Saved entries =>
- Opening Delimiter -
//! Models from the checker's evaluated types (mapped, conditional, `keyof`,
//! indexed access). Named types inside still go through the circuit breaker.
use super::{Built, DependencyMap, ModelBuilder, Scope};
use crate::error::ModelGenerationError;
use crate::ir::{Model, TupleElement};
use crate::oracle::{Location, ResolvedType, TypeOracle};

impl<'o, O: TypeOracle + ?Sized> ModelBuilder<'o, O> {
    pub(super) fn build_resolved(
        &self,
        resolved: &ResolvedType,
        location: &Location,
        scope: Scope<'_>,
        deps: DependencyMap,
    ) -> Built {
        let scope = scope.deeper(self.options.max_depth, location)?;
        match resolved {
            ResolvedType::Primitive { primitive } => Ok((Model::primitive(*primitive), deps)),
            ResolvedType::Literal { value } => Ok((Model::literal(value.clone()), deps)),
            ResolvedType::Object { properties, string_index, number_index } => {
                let mut deps = deps;
                let mut members = Vec::with_capacity(properties.len() + 2);
                for property in properties {
                    let (model, next) =
                        self.build_resolved(&property.resolved, location, scope, deps)?;
                    deps = next;
                    members.push(Model::member(property.name.as_str(), property.optional, model));
                }
                let indexes = [(Model::string(), string_index), (Model::number(), number_index)];
                for (key, index) in indexes {
                    if let Some(index) = index {
                        let (model, next) = self.build_resolved(index, location, scope, deps)?;
                        deps = next;
                        members.push(Model::index(key, false, model));
                    }
                }
                Ok((Model::object(members), deps))
            }
            ResolvedType::Array { element } => {
                let (element, deps) = self.build_resolved(element, location, scope, deps)?;
                Ok((Model::array(element), deps))
            }
            ResolvedType::Tuple { elements } => {
                let mut deps = deps;
                let mut out = Vec::with_capacity(elements.len());
                for (position, element) in elements.iter().enumerate() {
                    let (model, next) =
                        self.build_resolved(&element.resolved, location, scope, deps)?;
                    deps = next;
                    out.push(TupleElement { position, model, rest: element.rest });
                }
                Ok((Model::Tuple { elements: out }, deps))
            }
            ResolvedType::Union { members } => {
                let (members, deps) = self.build_resolved_all(members, location, scope, deps)?;
                Ok((Model::union(members), deps))
            }
            ResolvedType::Intersection { members } => {
                let (members, deps) = self.build_resolved_all(members, location, scope, deps)?;
                Ok((Model::intersection(members), deps))
            }
            ResolvedType::Named(reference) => {
                self.build_reference(reference, location, scope, deps)
            }
            ResolvedType::TypeParameter { name } => match scope.params.get(name) {
                Some(binding) => Ok((binding.model.clone(), deps)),
                None => Err(ModelGenerationError::UnboundTypeParameter {
                    name: name.clone(),
                    location: location.clone(),
                }),
            },
        }
    }

    fn build_resolved_all(
        &self,
        members: &[ResolvedType],
        location: &Location,
        scope: Scope<'_>,
        mut deps: DependencyMap,
    ) -> Built<Vec<Model>> {
        let mut out = Vec::with_capacity(members.len());
        for member in members {
            let (model, next) = self.build_resolved(member, location, scope, deps)?;
            deps = next;
            out.push(model);
        }
        Ok((out, deps))
    }
}

#[cfg(test)]
mod tests {
    use crate::builder::{build_declaration, build_model};
    use crate::ir::{LiteralValue, Model, PrimitiveKind};
    use crate::oracle::{
        AliasDecl, Declaration, InterfaceDecl, Location, MappedNode, MemberSignature, ModuleOracle,
        ResolvedProperty, ResolvedType, TypeModule, TypeNode, TypeOperator, TypeParamDecl,
    };
    use pretty_assertions::assert_eq;

    fn point() -> Declaration {
        Declaration::Interface(InterfaceDecl {
            name: "Point".into(),
            type_params: vec![],
            extends: vec![],
            members: vec![
                MemberSignature::property("x", false, TypeNode::number()),
                MemberSignature::property("y", false, TypeNode::number()),
            ],
            location: Location::default(),
        })
    }

    #[test]
    fn mapped_alias_uses_the_checker_evaluation() {
        let partial = Declaration::Alias(AliasDecl {
            name: "PartialPoint".into(),
            type_params: vec![],
            body: TypeNode::Mapped(MappedNode {
                parameter: "K".into(),
                constraint: Box::new(TypeNode::TypeOperator {
                    operator: TypeOperator::Keyof,
                    operand: Box::new(TypeNode::named("Point")),
                }),
                template: None,
                optional: Some(true),
                resolved: Some(ResolvedType::Object {
                    properties: vec![ResolvedProperty {
                        name: "x".into(),
                        optional: true,
                        resolved: ResolvedType::Primitive { primitive: PrimitiveKind::Number },
                    }],
                    string_index: None,
                    number_index: None,
                }),
                location: Location::default(),
            }),
            location: Location::default(),
        });
        let oracle = ModuleOracle::new(TypeModule {
            declarations: vec![point(), partial],
            ..Default::default()
        });
        let built = build_declaration(&oracle, "PartialPoint").unwrap();
        assert_eq!(
            built.dependencies["PartialPoint"],
            Model::object(vec![Model::member("x", true, Model::number())])
        );
    }

    #[test]
    fn unevaluated_mapped_type_is_reported() {
        let node = TypeNode::Mapped(MappedNode {
            parameter: "K".into(),
            constraint: Box::new(TypeNode::string()),
            template: None,
            optional: None,
            resolved: None,
            location: Location::new("m.ts", 2, 3),
        });
        let oracle = ModuleOracle::new(TypeModule::default());
        let err = build_model(&oracle, &node, &Location::default()).unwrap_err();
        assert_eq!(err.code(), "E-MODEL-007");
        assert_eq!(err.location(), Some(&Location::new("m.ts", 2, 3)));
    }

    #[test]
    fn keyof_becomes_a_union_of_literals() {
        let oracle =
            ModuleOracle::new(TypeModule { declarations: vec![point()], ..Default::default() });
        let node = TypeNode::TypeOperator {
            operator: TypeOperator::Keyof,
            operand: Box::new(TypeNode::named("Point")),
        };
        let built = build_model(&oracle, &node, &Location::default()).unwrap();
        assert_eq!(
            built.root,
            Model::union(vec![
                Model::literal(LiteralValue::String("x".into())),
                Model::literal(LiteralValue::String("y".into())),
            ])
        );
    }

    #[test]
    fn resolved_type_parameters_use_the_bindings() {
        let unwrap = Declaration::Alias(AliasDecl {
            name: "Unwrap".into(),
            type_params: vec![TypeParamDecl { name: "T".into(), default: None }],
            body: TypeNode::Mapped(MappedNode {
                parameter: "K".into(),
                constraint: Box::new(TypeNode::string()),
                template: None,
                optional: None,
                resolved: Some(ResolvedType::Array {
                    element: Box::new(ResolvedType::TypeParameter { name: "T".into() }),
                }),
                location: Location::default(),
            }),
            location: Location::default(),
        });
        let oracle =
            ModuleOracle::new(TypeModule { declarations: vec![unwrap], ..Default::default() });
        let root = TypeNode::reference("Unwrap", vec![TypeNode::boolean()]);
        let built = build_model(&oracle, &root, &Location::default()).unwrap();
        assert_eq!(built.dependencies["Unwrap<boolean>"], Model::array(Model::boolean()));
    }
}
- Closing Delimiter -
Work required =>
Exactly as they stand above, repeat all the records.

Solution =>
//! Models from the checker's evaluated types (mapped, conditional, `keyof`,
//! indexed access). Named types inside still go through the circuit breaker.
use super::{Built, DependencyMap, ModelBuilder, Scope};
use crate::error::ModelGenerationError;
use crate::ir::{Model, TupleElement};
use crate::oracle::{Location, ResolvedType, TypeOracle};

impl<'o, O: TypeOracle + ?Sized> ModelBuilder<'o, O> {
    pub(super) fn build_resolved(
        &self,
        resolved: &ResolvedType,
        location: &Location,
        scope: Scope<'_>,
        deps: DependencyMap,
    ) -> Built {
        let scope = scope.deeper(self.options.max_depth, location)?;
        match resolved {
            ResolvedType::Primitive { primitive } => Ok((Model::primitive(*primitive), deps)),
            ResolvedType::Literal { value } => Ok((Model::literal(value.clone()), deps)),
            ResolvedType::Object { properties, string_index, number_index } => {
                let mut deps = deps;
                let mut members = Vec::with_capacity(properties.len() + 2);
                for property in properties {
                    let (model, next) =
                        self.build_resolved(&property.resolved, location, scope, deps)?;
                    deps = next;
                    members.push(Model::member(property.name.as_str(), property.optional, model));
                }
                let indexes = [(Model::string(), string_index), (Model::number(), number_index)];
                for (key, index) in indexes {
                    if let Some(index) = index {
                        let (model, next) = self.build_resolved(index, location, scope, deps)?;
                        deps = next;
                        members.push(Model::index(key, false, model));
                    }
                }
                Ok((Model::object(members), deps))
            }
            ResolvedType::Array { element } => {
                let (element, deps) = self.build_resolved(element, location, scope, deps)?;
                Ok((Model::array(element), deps))
            }
            ResolvedType::Tuple { elements } => {
                let mut deps = deps;
                let mut out = Vec::with_capacity(elements.len());
                for (position, element) in elements.iter().enumerate() {
                    let (model, next) =
                        self.build_resolved(&element.resolved, location, scope, deps)?;
                    deps = next;
                    out.push(TupleElement { position, model, rest: element.rest });
                }
                Ok((Model::Tuple { elements: out }, deps))
            }
            ResolvedType::Union { members } => {
                let (members, deps) = self.build_resolved_all(members, location, scope, deps)?;
                Ok((Model::union(members), deps))
            }
            ResolvedType::Intersection { members } => {
                let (members, deps) = self.build_resolved_all(members, location, scope, deps)?;
                Ok((Model::intersection(members), deps))
            }
            ResolvedType::Named(reference) => {
                self.build_reference(reference, location, scope, deps)
            }
            ResolvedType::TypeParameter { name } => match scope.params.get(name) {
                Some(binding) => Ok((binding.model.clone(), deps)),
                None => Err(ModelGenerationError::UnboundTypeParameter {
                    name: name.clone(),
                    location: location.clone(),
                }),
            },
        }
    }

    fn build_resolved_all(
        &self,
        members: &[ResolvedType],
        location: &Location,
        scope: Scope<'_>,
        mut deps: DependencyMap,
    ) -> Built<Vec<Model>> {
        let mut out = Vec::with_capacity(members.len());
        for member in members {
            let (model, next) = self.build_resolved(member, location, scope, deps)?;
            deps = next;
            out.push(model);
        }
        Ok((out, deps))
    }
}

#[cfg(test)]
mod tests {
    use crate::builder::{build_declaration, build_model};
    use crate::ir::{LiteralValue, Model, PrimitiveKind};
    use crate::oracle::{
        AliasDecl, Declaration, InterfaceDecl, Location, MappedNode, MemberSignature, ModuleOracle,
        ResolvedProperty, ResolvedType, TypeModule, TypeNode, TypeOperator, TypeParamDecl,
    };
    use pretty_assertions::assert_eq;

    fn point() -> Declaration {
        Declaration::Interface(InterfaceDecl {
            name: "Point".into(),
            type_params: vec![],
            extends: vec![],
            members: vec![
                MemberSignature::property("x", false, TypeNode::number()),
                MemberSignature::property("y", false, TypeNode::number()),
            ],
            location: Location::default(),
        })
    }

    #[test]
    fn mapped_alias_uses_the_checker_evaluation() {
        let partial = Declaration::Alias(AliasDecl {
            name: "PartialPoint".into(),
            type_params: vec![],
            body: TypeNode::Mapped(MappedNode {
                parameter: "K".into(),
                constraint: Box::new(TypeNode::TypeOperator {
                    operator: TypeOperator::Keyof,
                    operand: Box::new(TypeNode::named("Point")),
                }),
                template: None,
                optional: Some(true),
                resolved: Some(ResolvedType::Object {
                    properties: vec![ResolvedProperty {
                        name: "x".into(),
                        optional: true,
                        resolved: ResolvedType::Primitive { primitive: PrimitiveKind::Number },
                    }],
                    string_index: None,
                    number_index: None,
                }),
                location: Location::default(),
            }),
            location: Location::default(),
        });
        let oracle = ModuleOracle::new(TypeModule {
            declarations: vec![point(), partial],
            ..Default::default()
        });
        let built = build_declaration(&oracle, "PartialPoint").unwrap();
        assert_eq!(
            built.dependencies["PartialPoint"],
            Model::object(vec![Model::member("x", true, Model::number())])
        );
    }

    #[test]
    fn unevaluated_mapped_type_is_reported() {
        let node = TypeNode::Mapped(MappedNode {
            parameter: "K".into(),
            constraint: Box::new(TypeNode::string()),
            template: None,
            optional: None,
            resolved: None,
            location: Location::new("m.ts", 2, 3),
        });
        let oracle = ModuleOracle::new(TypeModule::default());
        let err = build_model(&oracle, &node, &Location::default()).unwrap_err();
        assert_eq!(err.code(), "E-MODEL-007");
        assert_eq!(err.location(), Some(&Location::new("m.ts", 2, 3)));
    }

    #[test]
    fn keyof_becomes_a_union_of_literals() {
        let oracle =
            ModuleOracle::new(TypeModule { declarations: vec![point()], ..Default::default() });
        let node = TypeNode::TypeOperator {
            operator: TypeOperator::Keyof,
            operand: Box::new(TypeNode::named("Point")),
        };
        let built = build_model(&oracle, &node, &Location::default()).unwrap();
        assert_eq!(
            built.root,
            Model::union(vec![
                Model::literal(LiteralValue::String("x".into())),
                Model::literal(LiteralValue::String("y".into())),
            ])
        );
    }

    #[test]
    fn resolved_type_parameters_use_the_bindings() {
        let unwrap = Declaration::Alias(AliasDecl {
            name: "Unwrap".into(),
            type_params: vec![TypeParamDecl { name: "T".into(), default: None }],
            body: TypeNode::Mapped(MappedNode {
                parameter: "K".into(),
                constraint: Box::new(TypeNode::string()),
                template: None,
                optional: None,
                resolved: Some(ResolvedType::Array {
                    element: Box::new(ResolvedType::TypeParameter { name: "T".into() }),
                }),
                location: Location::default(),
            }),
            location: Location::default(),
        });
        let oracle =
            ModuleOracle::new(TypeModule { declarations: vec![unwrap], ..Default::default() });
        let root = TypeNode::reference("Unwrap", vec![TypeNode::boolean()]);
        let built = build_model(&oracle, &root, &Location::default()).unwrap();
        assert_eq!(built.dependencies["Unwrap<boolean>"], Model::array(Model::boolean()));
    }
}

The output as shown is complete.